**TASK GOAL**
The full set of entries below must be returned exactly as shown.

Data entries
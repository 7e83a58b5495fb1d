use sqlx::SqliteConnection;

use crate::{
    db::sqlite::SqliteDatabaseError,
    db_types::{NewNotification, Notification, Recipient},
};

pub(crate) async fn insert_notification(
    notification: &NewNotification,
    conn: &mut SqliteConnection,
) -> Result<Notification, SqliteDatabaseError> {
    let row = sqlx::query_as::<_, Notification>(
        r#"
            INSERT INTO notifications (recipient_kind, recipient_id, notification_type, title, message)
            VALUES ($1, $2, $3, $4, $5)
            RETURNING *;
        "#,
    )
    .bind(notification.recipient.kind())
    .bind(notification.recipient.customer_id())
    .bind(notification.notification_type)
    .bind(&notification.title)
    .bind(&notification.message)
    .fetch_one(conn)
    .await?;
    Ok(row)
}

pub async fn fetch_notifications(
    recipient: &Recipient,
    unread_only: bool,
    conn: &mut SqliteConnection,
) -> Result<Vec<Notification>, SqliteDatabaseError> {
    let rows = sqlx::query_as::<_, Notification>(
        r#"
            SELECT * FROM notifications
            WHERE recipient_kind = $1 AND recipient_id IS $2 AND ($3 = 0 OR is_read = 0)
            ORDER BY id DESC;
        "#,
    )
    .bind(recipient.kind())
    .bind(recipient.customer_id())
    .bind(unread_only)
    .fetch_all(conn)
    .await?;
    Ok(rows)
}

pub(crate) async fn mark_read(id: i64, conn: &mut SqliteConnection) -> Result<bool, SqliteDatabaseError> {
    let result = sqlx::query("UPDATE notifications SET is_read = 1 WHERE id = $1").bind(id).execute(conn).await?;
    Ok(result.rows_affected() > 0)
}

**ANSWER BELOW**
repository 7e83a58b5495fb1d
use sqlx::SqliteConnection;

use crate::{
    db::sqlite::SqliteDatabaseError,
    db_types::{NewNotification, Notification, Recipient},
};

pub(crate) async fn insert_notification(
    notification: &NewNotification,
    conn: &mut SqliteConnection,
) -> Result<Notification, SqliteDatabaseError> {
    let row = sqlx::query_as::<_, Notification>(
        r#"
            INSERT INTO notifications (recipient_kind, recipient_id, notification_type, title, message)
            VALUES ($1, $2, $3, $4, $5)
            RETURNING *;
        "#,
    )
    .bind(notification.recipient.kind())
    .bind(notification.recipient.customer_id())
    .bind(notification.notification_type)
    .bind(&notification.title)
    .bind(&notification.message)
    .fetch_one(conn)
    .await?;
    Ok(row)
}

pub async fn fetch_notifications(
    recipient: &Recipient,
    unread_only: bool,
    conn: &mut SqliteConnection,
) -> Result<Vec<Notification>, SqliteDatabaseError> {
    let rows = sqlx::query_as::<_, Notification>(
        r#"
            SELECT * FROM notifications
            WHERE recipient_kind = $1 AND recipient_id IS $2 AND ($3 = 0 OR is_read = 0)
            ORDER BY id DESC;
        "#,
    )
    .bind(recipient.kind())
    .bind(recipient.customer_id())
    .bind(unread_only)
    .fetch_all(conn)
    .await?;
    Ok(rows)
}

pub(crate) async fn mark_read(id: i64, conn: &mut SqliteConnection) -> Result<bool, SqliteDatabaseError> {
    let result = sqlx::query("UPDATE notifications SET is_read = 1 WHERE id = $1").bind(id).execute(conn).await?;
    Ok(result.rows_affected() > 0)
}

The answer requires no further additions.